[MATERIAL PROVIDED — start]

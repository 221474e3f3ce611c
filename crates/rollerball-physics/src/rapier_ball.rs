//! A ball rigid body living in the rapier world

use glam::Vec3;
use rapier3d::prelude::*;

use crate::body::{BallBody, ContactPoint, ForceMode, SurfaceId};
use crate::PhysicsWorld;

/// Body and collider handles of one ball
#[derive(Debug, Clone, Copy, PartialEq, Eq, Hash)]
pub struct BallHandle {
    pub body: RigidBodyHandle,
    pub collider: ColliderHandle,
}

/// Ball body configuration
#[derive(Debug, Clone)]
pub struct BallBodyConfig {
    /// Sphere radius (default: 0.5m)
    pub radius: f32,
    /// Mass density of the sphere
    pub density: f32,
    /// Surface friction. Rolling is cosmetic, so the body slides by default.
    pub friction: f32,
    /// Bounciness
    pub restitution: f32,
}

impl Default for BallBodyConfig {
    fn default() -> Self {
        Self {
            radius: 0.5,
            density: 1.0,
            friction: 0.0,
            restitution: 0.0,
        }
    }
}

/// Borrowed view of one ball inside a [`PhysicsWorld`], implementing [`BallBody`]
pub struct RapierBall<'w> {
    world: &'w mut PhysicsWorld,
    handle: BallHandle,
}

impl<'w> RapierBall<'w> {
    pub(crate) fn new(world: &'w mut PhysicsWorld, handle: BallHandle) -> Self {
        Self { world, handle }
    }

    pub fn handle(&self) -> BallHandle {
        self.handle
    }
}

pub(crate) fn surface_id(handle: ColliderHandle) -> SurfaceId {
    let (index, generation) = handle.into_raw_parts();
    SurfaceId(((generation as u64) << 32) | index as u64)
}

pub(crate) fn to_glam(v: &Vector<Real>) -> Vec3 {
    Vec3::new(v.x, v.y, v.z)
}

pub(crate) fn to_rapier(v: Vec3) -> Vector<Real> {
    vector![v.x, v.y, v.z]
}

impl BallBody for RapierBall<'_> {
    fn position(&self) -> Vec3 {
        self.world
            .get_rigid_body(self.handle.body)
            .map(|body| to_glam(body.translation()))
            .unwrap_or(Vec3::ZERO)
    }

    fn velocity(&self) -> Vec3 {
        self.world
            .get_rigid_body(self.handle.body)
            .map(|body| to_glam(body.linvel()))
            .unwrap_or(Vec3::ZERO)
    }

    fn set_velocity(&mut self, velocity: Vec3) {
        if let Some(body) = self.world.get_rigid_body_mut(self.handle.body) {
            body.set_linvel(to_rapier(velocity), true);
        }
    }

    fn add_force(&mut self, force: Vec3, mode: ForceMode) {
        match mode {
            ForceMode::Acceleration => {
                *self
                    .world
                    .pending_accelerations
                    .entry(self.handle.body)
                    .or_insert(Vec3::ZERO) += force;
            }
            ForceMode::Impulse => {
                if let Some(body) = self.world.get_rigid_body_mut(self.handle.body) {
                    body.apply_impulse(to_rapier(force), true);
                }
            }
        }
    }

    fn contacts(&self) -> Vec<ContactPoint> {
        let own = self.handle.collider;
        let mut contacts = Vec::new();

        for pair in self.world.narrow_phase.contact_pairs_with(own) {
            if !pair.has_any_active_contact {
                continue;
            }

            // Manifold normals point away from collider1
            let ball_is_first = pair.collider1 == own;
            let other = if ball_is_first {
                pair.collider2
            } else {
                pair.collider1
            };

            for manifold in &pair.manifolds {
                let mut normal = to_glam(&manifold.data.normal);
                if ball_is_first {
                    normal = -normal;
                }
                let Some(normal) = normal.try_normalize() else {
                    continue;
                };

                for contact in &manifold.data.solver_contacts {
                    contacts.push(ContactPoint::new(
                        normal,
                        Vec3::new(contact.point.x, contact.point.y, contact.point.z),
                        surface_id(other),
                    ));
                }
            }
        }

        contacts
    }

    fn set_collider_radius(&mut self, radius: f32) {
        let radius = radius.max(rollerball_core::math::MIN_DIVISOR);
        if let Some(collider) = self.world.collider_set.get_mut(self.handle.collider) {
            // set_shape flags the collider for a broad-phase and mass update
            let unchanged = collider
                .shape()
                .as_ball()
                .is_some_and(|ball| (ball.radius - radius).abs() <= f32::EPSILON);
            if !unchanged {
                collider.set_shape(SharedShape::ball(radius));
            }
        }
    }

    fn probe(&self, origin: Vec3, direction: Vec3, max_distance: f32) -> Option<ContactPoint> {
        let direction = direction.try_normalize()?;
        let filter = QueryFilter::default().exclude_rigid_body(self.handle.body);
        self.world
            .raycast_detailed(origin, direction, max_distance, filter)
            .map(|hit| ContactPoint::new(hit.normal, hit.point, surface_id(hit.collider)))
    }
}

#[cfg(test)]
mod tests {
    use super::*;
    use std::sync::Arc;

    fn shape_ptr(world: &PhysicsWorld, handle: BallHandle) -> *const () {
        let collider = world.get_collider(handle.collider).unwrap();
        Arc::as_ptr(&collider.shared_shape().0) as *const ()
    }

    #[test]
    fn test_collider_radius_only_rebuilt_on_change() {
        let mut world = PhysicsWorld::new();
        let handle = world
            .spawn_ball(&BallBodyConfig::default(), Vec3::ZERO)
            .unwrap();
        let spawned = shape_ptr(&world, handle);

        world.ball_mut(handle).unwrap().set_collider_radius(0.5);
        assert_eq!(shape_ptr(&world, handle), spawned);

        world.ball_mut(handle).unwrap().set_collider_radius(0.4);
        let resized = shape_ptr(&world, handle);
        assert_ne!(resized, spawned);
        let collider = world.get_collider(handle.collider).unwrap();
        assert_eq!(collider.shape().as_ball().unwrap().radius, 0.4);

        world.ball_mut(handle).unwrap().set_collider_radius(0.4);
        assert_eq!(shape_ptr(&world, handle), resized);
    }
}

[MATERIAL PROVIDED — finish]

WHAT YOU SHOULD DO: Reproduce the data exactly. All of it is needed.

RESPONSE TO THIS EXERCISE:
repository 221474e3f3ce611c
filename crates/rollerball-physics/src/rapier_ball.rs
//! A ball rigid body living in the rapier world

use glam::Vec3;
use rapier3d::prelude::*;

use crate::body::{BallBody, ContactPoint, ForceMode, SurfaceId};
use crate::PhysicsWorld;

/// Body and collider handles of one ball
#[derive(Debug, Clone, Copy, PartialEq, Eq, Hash)]
pub struct BallHandle {
    pub body: RigidBodyHandle,
    pub collider: ColliderHandle,
}

/// Ball body configuration
#[derive(Debug, Clone)]
pub struct BallBodyConfig {
    /// Sphere radius (default: 0.5m)
    pub radius: f32,
    /// Mass density of the sphere
    pub density: f32,
    /// Surface friction. Rolling is cosmetic, so the body slides by default.
    pub friction: f32,
    /// Bounciness
    pub restitution: f32,
}

impl Default for BallBodyConfig {
    fn default() -> Self {
        Self {
            radius: 0.5,
            density: 1.0,
            friction: 0.0,
            restitution: 0.0,
        }
    }
}

/// Borrowed view of one ball inside a [`PhysicsWorld`], implementing [`BallBody`]
pub struct RapierBall<'w> {
    world: &'w mut PhysicsWorld,
    handle: BallHandle,
}

impl<'w> RapierBall<'w> {
    pub(crate) fn new(world: &'w mut PhysicsWorld, handle: BallHandle) -> Self {
        Self { world, handle }
    }

    pub fn handle(&self) -> BallHandle {
        self.handle
    }
}

pub(crate) fn surface_id(handle: ColliderHandle) -> SurfaceId {
    let (index, generation) = handle.into_raw_parts();
    SurfaceId(((generation as u64) << 32) | index as u64)
}

pub(crate) fn to_glam(v: &Vector<Real>) -> Vec3 {
    Vec3::new(v.x, v.y, v.z)
}

pub(crate) fn to_rapier(v: Vec3) -> Vector<Real> {
    vector![v.x, v.y, v.z]
}

impl BallBody for RapierBall<'_> {
    fn position(&self) -> Vec3 {
        self.world
            .get_rigid_body(self.handle.body)
            .map(|body| to_glam(body.translation()))
            .unwrap_or(Vec3::ZERO)
    }

    fn velocity(&self) -> Vec3 {
        self.world
            .get_rigid_body(self.handle.body)
            .map(|body| to_glam(body.linvel()))
            .unwrap_or(Vec3::ZERO)
    }

    fn set_velocity(&mut self, velocity: Vec3) {
        if let Some(body) = self.world.get_rigid_body_mut(self.handle.body) {
            body.set_linvel(to_rapier(velocity), true);
        }
    }

    fn add_force(&mut self, force: Vec3, mode: ForceMode) {
        match mode {
            ForceMode::Acceleration => {
                *self
                    .world
                    .pending_accelerations
                    .entry(self.handle.body)
                    .or_insert(Vec3::ZERO) += force;
            }
            ForceMode::Impulse => {
                if let Some(body) = self.world.get_rigid_body_mut(self.handle.body) {
                    body.apply_impulse(to_rapier(force), true);
                }
            }
        }
    }

    fn contacts(&self) -> Vec<ContactPoint> {
        let own = self.handle.collider;
        let mut contacts = Vec::new();

        for pair in self.world.narrow_phase.contact_pairs_with(own) {
            if !pair.has_any_active_contact {
                continue;
            }

            // Manifold normals point away from collider1
            let ball_is_first = pair.collider1 == own;
            let other = if ball_is_first {
                pair.collider2
            } else {
                pair.collider1
            };

            for manifold in &pair.manifolds {
                let mut normal = to_glam(&manifold.data.normal);
                if ball_is_first {
                    normal = -normal;
                }
                let Some(normal) = normal.try_normalize() else {
                    continue;
                };

                for contact in &manifold.data.solver_contacts {
                    contacts.push(ContactPoint::new(
                        normal,
                        Vec3::new(contact.point.x, contact.point.y, contact.point.z),
                        surface_id(other),
                    ));
                }
            }
        }

        contacts
    }

    fn set_collider_radius(&mut self, radius: f32) {
        let radius = radius.max(rollerball_core::math::MIN_DIVISOR);
        if let Some(collider) = self.world.collider_set.get_mut(self.handle.collider) {
            // set_shape flags the collider for a broad-phase and mass update
            let unchanged = collider
                .shape()
                .as_ball()
                .is_some_and(|ball| (ball.radius - radius).abs() <= f32::EPSILON);
            if !unchanged {
                collider.set_shape(SharedShape::ball(radius));
            }
        }
    }

    fn probe(&self, origin: Vec3, direction: Vec3, max_distance: f32) -> Option<ContactPoint> {
        let direction = direction.try_normalize()?;
        let filter = QueryFilter::default().exclude_rigid_body(self.handle.body);
        self.world
            .raycast_detailed(origin, direction, max_distance, filter)
            .map(|hit| ContactPoint::new(hit.normal, hit.point, surface_id(hit.collider)))
    }
}

#[cfg(test)]
mod tests {
    use super::*;
    use std::sync::Arc;

    fn shape_ptr(world: &PhysicsWorld, handle: BallHandle) -> *const () {
        let collider = world.get_collider(handle.collider).unwrap();
        Arc::as_ptr(&collider.shared_shape().0) as *const ()
    }

    #[test]
    fn test_collider_radius_only_rebuilt_on_change() {
        let mut world = PhysicsWorld::new();
        let handle = world
            .spawn_ball(&BallBodyConfig::default(), Vec3::ZERO)
            .unwrap();
        let spawned = shape_ptr(&world, handle);

        world.ball_mut(handle).unwrap().set_collider_radius(0.5);
        assert_eq!(shape_ptr(&world, handle), spawned);

        world.ball_mut(handle).unwrap().set_collider_radius(0.4);
        let resized = shape_ptr(&world, handle);
        assert_ne!(resized, spawned);
        let collider = world.get_collider(handle.collider).unwrap();
        assert_eq!(collider.shape().as_ball().unwrap().radius, 0.4);

        world.ball_mut(handle).unwrap().set_collider_radius(0.4);
        assert_eq!(shape_ptr(&world, handle), resized);
    }
}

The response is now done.